» TASK TO COMPLETE: Among the entries below, find every line that has "Some" and pull it out.

══ RECORDS TO PROCESS

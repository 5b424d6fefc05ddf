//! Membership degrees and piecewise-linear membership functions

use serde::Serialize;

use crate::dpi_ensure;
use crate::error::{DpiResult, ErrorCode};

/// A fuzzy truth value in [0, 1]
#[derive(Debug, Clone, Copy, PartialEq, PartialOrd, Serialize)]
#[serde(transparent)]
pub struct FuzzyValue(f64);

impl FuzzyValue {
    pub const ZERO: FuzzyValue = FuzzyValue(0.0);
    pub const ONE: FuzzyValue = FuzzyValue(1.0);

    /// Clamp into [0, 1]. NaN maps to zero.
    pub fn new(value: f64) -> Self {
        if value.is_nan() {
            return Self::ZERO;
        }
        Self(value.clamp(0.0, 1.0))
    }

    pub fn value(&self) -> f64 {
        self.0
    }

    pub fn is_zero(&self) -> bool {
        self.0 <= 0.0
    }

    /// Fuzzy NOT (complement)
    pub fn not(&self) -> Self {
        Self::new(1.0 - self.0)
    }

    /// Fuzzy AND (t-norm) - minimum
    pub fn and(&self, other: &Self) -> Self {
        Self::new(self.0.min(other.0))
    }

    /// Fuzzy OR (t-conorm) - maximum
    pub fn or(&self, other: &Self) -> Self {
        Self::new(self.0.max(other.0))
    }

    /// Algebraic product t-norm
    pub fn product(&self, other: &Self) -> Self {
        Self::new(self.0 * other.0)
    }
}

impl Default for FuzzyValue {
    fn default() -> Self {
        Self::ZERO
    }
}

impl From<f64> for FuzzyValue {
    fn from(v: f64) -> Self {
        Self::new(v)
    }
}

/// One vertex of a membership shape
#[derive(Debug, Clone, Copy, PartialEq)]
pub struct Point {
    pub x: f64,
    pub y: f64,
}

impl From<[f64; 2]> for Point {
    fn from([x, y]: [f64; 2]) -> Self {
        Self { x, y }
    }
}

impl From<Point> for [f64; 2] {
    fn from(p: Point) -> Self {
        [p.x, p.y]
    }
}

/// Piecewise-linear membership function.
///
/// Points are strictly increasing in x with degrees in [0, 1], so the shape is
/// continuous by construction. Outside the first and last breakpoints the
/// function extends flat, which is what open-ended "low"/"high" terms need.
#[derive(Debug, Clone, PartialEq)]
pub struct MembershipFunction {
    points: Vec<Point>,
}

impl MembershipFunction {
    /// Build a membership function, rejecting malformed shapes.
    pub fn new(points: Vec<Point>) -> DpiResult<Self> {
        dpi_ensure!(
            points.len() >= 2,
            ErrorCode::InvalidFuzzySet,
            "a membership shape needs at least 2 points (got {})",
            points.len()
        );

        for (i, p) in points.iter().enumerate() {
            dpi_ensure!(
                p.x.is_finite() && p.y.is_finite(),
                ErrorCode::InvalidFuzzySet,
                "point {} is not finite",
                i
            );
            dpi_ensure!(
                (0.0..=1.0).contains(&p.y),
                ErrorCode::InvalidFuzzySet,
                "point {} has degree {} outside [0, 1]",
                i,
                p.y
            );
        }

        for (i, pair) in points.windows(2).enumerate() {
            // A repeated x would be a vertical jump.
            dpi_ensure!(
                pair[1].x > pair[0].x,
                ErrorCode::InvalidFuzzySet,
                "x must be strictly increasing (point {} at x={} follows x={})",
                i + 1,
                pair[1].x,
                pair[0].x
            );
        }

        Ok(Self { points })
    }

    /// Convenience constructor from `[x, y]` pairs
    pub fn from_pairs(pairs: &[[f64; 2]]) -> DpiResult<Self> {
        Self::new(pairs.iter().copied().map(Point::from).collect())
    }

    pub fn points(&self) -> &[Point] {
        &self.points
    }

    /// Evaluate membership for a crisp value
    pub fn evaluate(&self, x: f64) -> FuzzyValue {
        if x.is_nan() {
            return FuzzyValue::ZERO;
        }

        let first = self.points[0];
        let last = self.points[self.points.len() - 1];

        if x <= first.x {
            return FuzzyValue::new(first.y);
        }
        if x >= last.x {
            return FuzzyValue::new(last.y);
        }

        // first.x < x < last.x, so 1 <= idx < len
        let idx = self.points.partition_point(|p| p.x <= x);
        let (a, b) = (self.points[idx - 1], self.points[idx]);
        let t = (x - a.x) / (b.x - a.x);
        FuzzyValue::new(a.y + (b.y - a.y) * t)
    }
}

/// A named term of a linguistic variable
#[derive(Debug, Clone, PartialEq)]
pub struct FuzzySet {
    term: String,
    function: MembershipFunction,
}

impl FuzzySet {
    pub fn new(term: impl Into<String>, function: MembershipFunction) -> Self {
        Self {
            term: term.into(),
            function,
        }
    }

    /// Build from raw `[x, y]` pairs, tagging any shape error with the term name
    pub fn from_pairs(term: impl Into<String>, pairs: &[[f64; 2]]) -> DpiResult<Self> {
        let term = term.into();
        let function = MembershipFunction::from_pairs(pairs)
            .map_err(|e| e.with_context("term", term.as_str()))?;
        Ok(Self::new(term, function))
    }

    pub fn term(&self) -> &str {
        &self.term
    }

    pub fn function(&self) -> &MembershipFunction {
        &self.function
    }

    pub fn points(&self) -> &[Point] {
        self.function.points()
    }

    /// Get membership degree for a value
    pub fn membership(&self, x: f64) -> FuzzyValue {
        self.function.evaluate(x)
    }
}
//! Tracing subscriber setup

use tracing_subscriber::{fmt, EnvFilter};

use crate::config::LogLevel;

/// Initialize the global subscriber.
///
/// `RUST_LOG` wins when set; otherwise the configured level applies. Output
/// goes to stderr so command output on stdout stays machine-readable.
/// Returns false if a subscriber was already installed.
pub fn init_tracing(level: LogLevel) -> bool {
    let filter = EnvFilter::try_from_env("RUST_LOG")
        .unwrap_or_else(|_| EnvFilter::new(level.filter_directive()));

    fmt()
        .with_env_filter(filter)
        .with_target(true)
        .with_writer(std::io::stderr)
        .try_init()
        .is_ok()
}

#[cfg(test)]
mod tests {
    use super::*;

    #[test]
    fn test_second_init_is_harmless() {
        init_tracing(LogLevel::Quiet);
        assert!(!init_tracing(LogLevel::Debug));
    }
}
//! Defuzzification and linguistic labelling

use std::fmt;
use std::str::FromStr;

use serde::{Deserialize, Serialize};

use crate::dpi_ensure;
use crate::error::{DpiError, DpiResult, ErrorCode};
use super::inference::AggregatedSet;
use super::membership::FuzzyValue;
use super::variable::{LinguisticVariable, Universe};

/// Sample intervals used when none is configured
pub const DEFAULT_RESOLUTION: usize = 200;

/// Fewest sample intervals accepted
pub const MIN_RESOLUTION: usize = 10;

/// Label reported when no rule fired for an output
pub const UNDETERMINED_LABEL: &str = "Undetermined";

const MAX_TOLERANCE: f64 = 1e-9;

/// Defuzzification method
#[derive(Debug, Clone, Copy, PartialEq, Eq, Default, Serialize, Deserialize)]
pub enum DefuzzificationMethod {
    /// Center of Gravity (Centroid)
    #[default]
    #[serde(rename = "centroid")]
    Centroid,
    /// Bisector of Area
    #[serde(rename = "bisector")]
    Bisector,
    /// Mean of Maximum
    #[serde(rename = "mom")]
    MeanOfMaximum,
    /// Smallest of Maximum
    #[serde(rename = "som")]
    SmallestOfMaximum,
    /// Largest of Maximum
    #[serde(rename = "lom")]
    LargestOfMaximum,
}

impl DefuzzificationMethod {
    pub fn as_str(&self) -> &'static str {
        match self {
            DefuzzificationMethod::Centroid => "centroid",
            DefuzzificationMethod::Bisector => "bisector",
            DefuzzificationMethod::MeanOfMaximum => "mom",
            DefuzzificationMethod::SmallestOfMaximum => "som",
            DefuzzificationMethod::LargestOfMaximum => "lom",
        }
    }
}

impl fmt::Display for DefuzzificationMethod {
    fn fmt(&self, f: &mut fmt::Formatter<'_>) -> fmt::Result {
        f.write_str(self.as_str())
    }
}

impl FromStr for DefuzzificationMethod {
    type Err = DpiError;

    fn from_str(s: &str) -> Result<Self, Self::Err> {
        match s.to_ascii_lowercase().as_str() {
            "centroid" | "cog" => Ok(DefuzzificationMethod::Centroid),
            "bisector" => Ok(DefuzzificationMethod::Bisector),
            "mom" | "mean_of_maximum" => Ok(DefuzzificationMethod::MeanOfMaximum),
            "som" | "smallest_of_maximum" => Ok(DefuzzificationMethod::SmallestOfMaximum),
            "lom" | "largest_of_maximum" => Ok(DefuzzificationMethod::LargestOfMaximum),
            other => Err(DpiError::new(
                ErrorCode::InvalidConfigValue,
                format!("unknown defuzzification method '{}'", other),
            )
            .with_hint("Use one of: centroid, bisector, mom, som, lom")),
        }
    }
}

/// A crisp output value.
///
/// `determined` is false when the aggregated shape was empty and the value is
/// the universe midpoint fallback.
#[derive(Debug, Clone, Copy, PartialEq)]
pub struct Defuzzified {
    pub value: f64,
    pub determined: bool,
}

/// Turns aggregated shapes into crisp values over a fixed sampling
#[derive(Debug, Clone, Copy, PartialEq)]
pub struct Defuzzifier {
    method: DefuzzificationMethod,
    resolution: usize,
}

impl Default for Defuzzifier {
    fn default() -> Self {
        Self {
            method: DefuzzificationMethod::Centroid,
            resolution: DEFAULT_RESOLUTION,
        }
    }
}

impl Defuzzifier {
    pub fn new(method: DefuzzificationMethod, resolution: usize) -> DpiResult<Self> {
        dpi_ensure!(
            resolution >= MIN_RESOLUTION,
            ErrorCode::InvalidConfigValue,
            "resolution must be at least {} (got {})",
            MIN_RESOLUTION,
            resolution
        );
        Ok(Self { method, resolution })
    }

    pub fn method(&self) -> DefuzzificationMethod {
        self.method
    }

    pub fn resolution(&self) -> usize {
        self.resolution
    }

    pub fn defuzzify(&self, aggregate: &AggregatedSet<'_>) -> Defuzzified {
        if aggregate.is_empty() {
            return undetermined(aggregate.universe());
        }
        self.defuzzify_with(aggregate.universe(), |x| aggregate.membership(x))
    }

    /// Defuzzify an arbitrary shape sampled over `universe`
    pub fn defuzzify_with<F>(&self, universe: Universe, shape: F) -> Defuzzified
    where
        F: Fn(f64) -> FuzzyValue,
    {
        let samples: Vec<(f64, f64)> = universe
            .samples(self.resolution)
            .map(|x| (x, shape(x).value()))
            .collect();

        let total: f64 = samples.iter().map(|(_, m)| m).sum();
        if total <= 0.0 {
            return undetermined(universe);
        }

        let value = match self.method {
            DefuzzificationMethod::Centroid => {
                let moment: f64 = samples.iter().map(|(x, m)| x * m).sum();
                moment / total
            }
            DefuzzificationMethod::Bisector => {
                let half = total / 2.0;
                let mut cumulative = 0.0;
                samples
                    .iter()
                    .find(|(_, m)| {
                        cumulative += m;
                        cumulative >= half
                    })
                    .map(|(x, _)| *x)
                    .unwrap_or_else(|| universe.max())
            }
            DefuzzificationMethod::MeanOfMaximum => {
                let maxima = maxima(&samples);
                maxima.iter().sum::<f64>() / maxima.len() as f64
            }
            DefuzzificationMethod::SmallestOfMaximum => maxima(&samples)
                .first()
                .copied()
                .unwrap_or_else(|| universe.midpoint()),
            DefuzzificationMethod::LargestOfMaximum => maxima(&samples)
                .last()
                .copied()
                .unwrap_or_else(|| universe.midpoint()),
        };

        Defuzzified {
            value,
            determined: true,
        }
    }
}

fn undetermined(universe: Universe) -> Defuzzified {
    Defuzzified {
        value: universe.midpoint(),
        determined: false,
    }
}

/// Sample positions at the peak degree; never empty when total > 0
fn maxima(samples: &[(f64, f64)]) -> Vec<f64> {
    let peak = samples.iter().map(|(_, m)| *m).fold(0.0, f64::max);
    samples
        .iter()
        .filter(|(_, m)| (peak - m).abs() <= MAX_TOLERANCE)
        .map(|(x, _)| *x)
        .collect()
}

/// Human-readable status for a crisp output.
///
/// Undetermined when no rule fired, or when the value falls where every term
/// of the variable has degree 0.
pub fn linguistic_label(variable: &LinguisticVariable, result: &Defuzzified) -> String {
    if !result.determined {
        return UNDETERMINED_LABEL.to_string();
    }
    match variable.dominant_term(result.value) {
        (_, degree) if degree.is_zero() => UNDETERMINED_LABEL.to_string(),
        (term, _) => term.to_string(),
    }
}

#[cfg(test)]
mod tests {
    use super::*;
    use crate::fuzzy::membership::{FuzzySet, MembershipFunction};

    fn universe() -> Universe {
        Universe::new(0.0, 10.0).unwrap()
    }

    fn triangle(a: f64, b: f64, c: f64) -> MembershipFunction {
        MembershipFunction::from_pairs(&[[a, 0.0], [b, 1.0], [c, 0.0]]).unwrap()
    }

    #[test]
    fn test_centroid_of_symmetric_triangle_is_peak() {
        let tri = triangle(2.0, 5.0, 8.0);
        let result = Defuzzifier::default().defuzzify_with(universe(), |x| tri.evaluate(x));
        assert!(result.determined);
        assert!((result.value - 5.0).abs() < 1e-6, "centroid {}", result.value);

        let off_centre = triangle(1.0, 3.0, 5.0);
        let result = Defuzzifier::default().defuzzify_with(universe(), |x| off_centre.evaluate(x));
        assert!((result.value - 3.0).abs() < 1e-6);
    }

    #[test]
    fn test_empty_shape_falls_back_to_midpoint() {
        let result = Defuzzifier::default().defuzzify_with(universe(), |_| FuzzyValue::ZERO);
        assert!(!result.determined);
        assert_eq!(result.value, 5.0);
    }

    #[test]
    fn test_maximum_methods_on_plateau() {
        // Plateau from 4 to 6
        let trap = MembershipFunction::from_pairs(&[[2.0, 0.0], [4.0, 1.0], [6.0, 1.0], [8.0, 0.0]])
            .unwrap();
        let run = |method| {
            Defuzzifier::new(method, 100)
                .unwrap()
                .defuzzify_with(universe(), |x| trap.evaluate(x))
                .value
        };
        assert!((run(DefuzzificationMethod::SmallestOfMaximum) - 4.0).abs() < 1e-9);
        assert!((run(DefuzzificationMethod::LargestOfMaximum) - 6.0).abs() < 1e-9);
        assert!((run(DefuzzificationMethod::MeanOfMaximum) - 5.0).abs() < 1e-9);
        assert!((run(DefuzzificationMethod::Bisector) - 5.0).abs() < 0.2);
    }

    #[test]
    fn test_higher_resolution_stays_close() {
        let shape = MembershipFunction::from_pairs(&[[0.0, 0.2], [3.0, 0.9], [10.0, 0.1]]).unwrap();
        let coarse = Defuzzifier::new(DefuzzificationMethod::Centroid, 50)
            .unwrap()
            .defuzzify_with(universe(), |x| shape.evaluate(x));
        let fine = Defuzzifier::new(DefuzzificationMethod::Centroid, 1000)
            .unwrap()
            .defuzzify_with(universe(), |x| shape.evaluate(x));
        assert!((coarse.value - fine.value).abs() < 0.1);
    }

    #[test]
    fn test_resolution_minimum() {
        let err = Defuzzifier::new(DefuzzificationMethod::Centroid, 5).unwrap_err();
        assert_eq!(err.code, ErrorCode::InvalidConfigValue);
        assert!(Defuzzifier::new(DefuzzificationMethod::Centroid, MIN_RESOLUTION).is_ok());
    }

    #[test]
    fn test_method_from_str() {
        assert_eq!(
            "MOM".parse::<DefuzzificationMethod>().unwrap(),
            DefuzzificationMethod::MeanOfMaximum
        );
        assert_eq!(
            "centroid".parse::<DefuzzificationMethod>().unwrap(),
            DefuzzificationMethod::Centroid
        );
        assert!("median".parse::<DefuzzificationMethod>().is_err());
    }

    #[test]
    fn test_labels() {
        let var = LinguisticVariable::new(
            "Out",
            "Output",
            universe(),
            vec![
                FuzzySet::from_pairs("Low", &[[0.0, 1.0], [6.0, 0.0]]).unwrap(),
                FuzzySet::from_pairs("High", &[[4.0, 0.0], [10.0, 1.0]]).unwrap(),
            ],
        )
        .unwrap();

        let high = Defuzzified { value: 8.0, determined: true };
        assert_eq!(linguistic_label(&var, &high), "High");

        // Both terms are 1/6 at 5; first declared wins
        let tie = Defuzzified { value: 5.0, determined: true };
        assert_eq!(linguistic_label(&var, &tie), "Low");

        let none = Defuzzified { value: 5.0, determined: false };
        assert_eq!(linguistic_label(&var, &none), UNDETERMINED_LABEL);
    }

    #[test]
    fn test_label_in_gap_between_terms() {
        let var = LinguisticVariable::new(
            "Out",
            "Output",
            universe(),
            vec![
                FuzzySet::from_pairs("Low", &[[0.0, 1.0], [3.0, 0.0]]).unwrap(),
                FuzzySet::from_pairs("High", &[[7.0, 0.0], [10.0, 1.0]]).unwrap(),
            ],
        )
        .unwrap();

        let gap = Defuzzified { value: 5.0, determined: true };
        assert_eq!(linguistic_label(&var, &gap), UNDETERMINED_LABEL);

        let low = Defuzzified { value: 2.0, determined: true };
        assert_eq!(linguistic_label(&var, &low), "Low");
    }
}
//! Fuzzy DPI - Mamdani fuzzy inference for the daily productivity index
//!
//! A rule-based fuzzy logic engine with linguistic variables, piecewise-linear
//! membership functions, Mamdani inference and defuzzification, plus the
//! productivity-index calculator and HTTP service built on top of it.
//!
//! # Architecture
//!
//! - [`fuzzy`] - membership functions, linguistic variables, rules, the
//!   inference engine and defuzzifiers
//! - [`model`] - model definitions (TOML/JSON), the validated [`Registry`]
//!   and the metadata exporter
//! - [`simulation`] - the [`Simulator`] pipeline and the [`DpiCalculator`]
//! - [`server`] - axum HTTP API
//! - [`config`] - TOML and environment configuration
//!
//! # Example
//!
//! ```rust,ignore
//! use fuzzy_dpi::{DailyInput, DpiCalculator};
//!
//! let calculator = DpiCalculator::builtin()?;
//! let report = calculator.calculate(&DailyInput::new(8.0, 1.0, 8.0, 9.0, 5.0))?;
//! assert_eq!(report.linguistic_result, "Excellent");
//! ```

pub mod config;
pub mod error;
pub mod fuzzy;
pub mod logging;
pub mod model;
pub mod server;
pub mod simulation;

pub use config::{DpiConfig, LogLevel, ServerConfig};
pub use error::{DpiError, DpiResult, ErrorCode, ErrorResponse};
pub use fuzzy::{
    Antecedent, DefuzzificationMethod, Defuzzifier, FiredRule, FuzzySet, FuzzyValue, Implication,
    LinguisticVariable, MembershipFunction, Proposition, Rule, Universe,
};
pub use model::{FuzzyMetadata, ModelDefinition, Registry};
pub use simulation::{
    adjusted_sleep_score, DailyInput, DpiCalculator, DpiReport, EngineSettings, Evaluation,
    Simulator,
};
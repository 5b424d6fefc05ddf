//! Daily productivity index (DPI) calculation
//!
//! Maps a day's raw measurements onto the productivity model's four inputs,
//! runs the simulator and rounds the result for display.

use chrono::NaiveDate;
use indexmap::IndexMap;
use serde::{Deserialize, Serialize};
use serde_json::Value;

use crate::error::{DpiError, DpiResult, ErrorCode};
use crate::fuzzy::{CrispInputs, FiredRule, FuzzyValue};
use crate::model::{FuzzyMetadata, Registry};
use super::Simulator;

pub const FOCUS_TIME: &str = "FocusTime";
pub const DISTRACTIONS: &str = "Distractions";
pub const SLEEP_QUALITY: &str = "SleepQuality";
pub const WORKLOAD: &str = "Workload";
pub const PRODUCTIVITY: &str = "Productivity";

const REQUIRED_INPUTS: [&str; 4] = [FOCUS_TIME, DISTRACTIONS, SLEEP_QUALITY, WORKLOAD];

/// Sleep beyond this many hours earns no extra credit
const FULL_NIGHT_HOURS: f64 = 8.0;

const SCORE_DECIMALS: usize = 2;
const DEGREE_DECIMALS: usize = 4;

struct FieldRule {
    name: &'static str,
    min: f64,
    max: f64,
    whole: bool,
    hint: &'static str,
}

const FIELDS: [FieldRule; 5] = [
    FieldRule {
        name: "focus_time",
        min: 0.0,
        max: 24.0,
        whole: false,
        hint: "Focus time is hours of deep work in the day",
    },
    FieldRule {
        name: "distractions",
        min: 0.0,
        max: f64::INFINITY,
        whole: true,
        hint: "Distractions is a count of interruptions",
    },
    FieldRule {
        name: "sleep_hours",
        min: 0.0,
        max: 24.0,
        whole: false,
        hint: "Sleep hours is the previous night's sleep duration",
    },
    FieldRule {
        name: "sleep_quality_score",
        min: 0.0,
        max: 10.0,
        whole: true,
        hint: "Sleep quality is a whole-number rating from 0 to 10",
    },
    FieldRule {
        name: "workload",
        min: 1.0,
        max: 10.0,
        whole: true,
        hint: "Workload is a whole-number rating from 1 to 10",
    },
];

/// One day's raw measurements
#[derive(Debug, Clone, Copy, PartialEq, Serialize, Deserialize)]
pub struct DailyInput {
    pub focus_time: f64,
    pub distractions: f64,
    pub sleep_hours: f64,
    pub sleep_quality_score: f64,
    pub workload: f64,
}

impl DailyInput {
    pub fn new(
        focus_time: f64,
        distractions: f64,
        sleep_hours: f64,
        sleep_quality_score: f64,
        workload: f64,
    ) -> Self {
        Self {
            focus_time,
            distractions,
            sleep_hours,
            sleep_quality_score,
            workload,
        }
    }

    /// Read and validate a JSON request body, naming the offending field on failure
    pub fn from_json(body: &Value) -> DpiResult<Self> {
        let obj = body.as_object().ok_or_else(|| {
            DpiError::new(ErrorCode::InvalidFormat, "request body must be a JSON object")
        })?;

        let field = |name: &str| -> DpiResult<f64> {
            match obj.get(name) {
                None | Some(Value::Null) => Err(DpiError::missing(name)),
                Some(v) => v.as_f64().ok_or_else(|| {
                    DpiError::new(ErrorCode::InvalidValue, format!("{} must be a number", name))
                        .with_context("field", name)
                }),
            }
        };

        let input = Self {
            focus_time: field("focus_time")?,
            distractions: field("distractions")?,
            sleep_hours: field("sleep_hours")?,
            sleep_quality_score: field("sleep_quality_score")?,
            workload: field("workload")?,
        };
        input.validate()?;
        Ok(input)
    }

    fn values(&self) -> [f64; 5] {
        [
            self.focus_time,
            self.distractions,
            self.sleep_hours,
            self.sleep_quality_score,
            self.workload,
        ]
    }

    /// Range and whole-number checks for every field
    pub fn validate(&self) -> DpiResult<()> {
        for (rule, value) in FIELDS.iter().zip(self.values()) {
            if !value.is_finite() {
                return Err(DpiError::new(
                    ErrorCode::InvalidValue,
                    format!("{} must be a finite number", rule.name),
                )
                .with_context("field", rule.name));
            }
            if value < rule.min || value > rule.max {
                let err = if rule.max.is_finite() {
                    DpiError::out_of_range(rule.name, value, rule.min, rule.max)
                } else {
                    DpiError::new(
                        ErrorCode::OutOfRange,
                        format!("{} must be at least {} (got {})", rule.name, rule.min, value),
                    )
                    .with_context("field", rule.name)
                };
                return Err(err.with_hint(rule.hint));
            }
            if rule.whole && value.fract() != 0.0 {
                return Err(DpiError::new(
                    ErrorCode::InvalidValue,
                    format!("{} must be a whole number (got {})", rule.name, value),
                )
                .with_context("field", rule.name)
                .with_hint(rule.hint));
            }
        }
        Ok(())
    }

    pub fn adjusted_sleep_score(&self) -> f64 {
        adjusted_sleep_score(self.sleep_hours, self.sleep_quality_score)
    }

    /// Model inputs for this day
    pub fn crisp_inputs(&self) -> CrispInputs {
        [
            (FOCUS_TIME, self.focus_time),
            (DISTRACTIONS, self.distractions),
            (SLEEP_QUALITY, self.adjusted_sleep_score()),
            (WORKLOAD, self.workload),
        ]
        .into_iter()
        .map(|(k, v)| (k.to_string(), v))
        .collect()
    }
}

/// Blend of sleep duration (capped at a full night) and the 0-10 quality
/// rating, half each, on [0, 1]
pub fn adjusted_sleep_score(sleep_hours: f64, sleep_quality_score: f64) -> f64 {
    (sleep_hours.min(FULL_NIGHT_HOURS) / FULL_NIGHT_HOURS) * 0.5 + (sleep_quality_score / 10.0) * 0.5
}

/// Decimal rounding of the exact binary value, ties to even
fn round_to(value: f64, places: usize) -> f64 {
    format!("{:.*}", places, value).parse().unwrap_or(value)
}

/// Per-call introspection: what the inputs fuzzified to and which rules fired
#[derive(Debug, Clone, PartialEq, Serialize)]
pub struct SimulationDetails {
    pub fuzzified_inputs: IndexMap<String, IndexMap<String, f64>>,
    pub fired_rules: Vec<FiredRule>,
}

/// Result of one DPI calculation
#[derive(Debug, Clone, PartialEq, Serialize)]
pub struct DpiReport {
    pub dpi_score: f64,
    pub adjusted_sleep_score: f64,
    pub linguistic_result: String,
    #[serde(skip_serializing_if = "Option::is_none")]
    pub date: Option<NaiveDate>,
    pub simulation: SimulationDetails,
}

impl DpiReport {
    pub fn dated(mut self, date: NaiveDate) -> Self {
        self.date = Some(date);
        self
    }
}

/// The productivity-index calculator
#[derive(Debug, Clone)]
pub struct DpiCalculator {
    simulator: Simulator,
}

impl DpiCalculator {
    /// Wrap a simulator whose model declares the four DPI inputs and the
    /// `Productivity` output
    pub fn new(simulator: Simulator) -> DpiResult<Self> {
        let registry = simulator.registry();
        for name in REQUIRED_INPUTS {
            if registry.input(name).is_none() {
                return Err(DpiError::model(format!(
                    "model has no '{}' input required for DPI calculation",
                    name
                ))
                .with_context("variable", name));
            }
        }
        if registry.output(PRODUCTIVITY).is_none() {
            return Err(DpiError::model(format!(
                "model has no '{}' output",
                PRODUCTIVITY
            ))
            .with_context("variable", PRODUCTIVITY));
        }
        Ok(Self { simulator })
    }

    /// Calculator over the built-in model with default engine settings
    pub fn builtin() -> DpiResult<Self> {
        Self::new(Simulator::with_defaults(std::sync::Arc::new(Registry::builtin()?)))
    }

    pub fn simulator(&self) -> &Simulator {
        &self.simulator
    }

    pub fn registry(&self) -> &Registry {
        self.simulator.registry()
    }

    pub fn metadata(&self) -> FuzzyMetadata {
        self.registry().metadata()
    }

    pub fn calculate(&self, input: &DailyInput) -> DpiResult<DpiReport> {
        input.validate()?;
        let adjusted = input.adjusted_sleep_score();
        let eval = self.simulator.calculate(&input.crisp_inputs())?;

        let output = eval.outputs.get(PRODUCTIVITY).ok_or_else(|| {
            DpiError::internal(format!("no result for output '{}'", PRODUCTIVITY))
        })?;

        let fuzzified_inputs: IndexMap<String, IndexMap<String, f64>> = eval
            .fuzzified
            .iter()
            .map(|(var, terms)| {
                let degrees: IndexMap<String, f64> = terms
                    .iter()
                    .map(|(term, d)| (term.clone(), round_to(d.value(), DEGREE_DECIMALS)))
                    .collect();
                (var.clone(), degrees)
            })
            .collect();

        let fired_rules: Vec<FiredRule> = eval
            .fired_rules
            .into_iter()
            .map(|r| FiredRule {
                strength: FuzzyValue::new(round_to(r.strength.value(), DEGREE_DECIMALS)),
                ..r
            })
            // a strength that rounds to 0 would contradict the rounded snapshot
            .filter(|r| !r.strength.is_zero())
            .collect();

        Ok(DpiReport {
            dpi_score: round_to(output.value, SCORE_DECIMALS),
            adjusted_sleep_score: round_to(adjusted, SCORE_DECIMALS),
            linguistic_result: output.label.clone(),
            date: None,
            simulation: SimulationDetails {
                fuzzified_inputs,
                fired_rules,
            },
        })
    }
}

════

» WRITTEN ANSWER:
                None | Some(Value::Null) => Err(DpiError::missing(name)),
                Some(v) => v.as_f64().ok_or_else(|| {
        self.date = Some(date);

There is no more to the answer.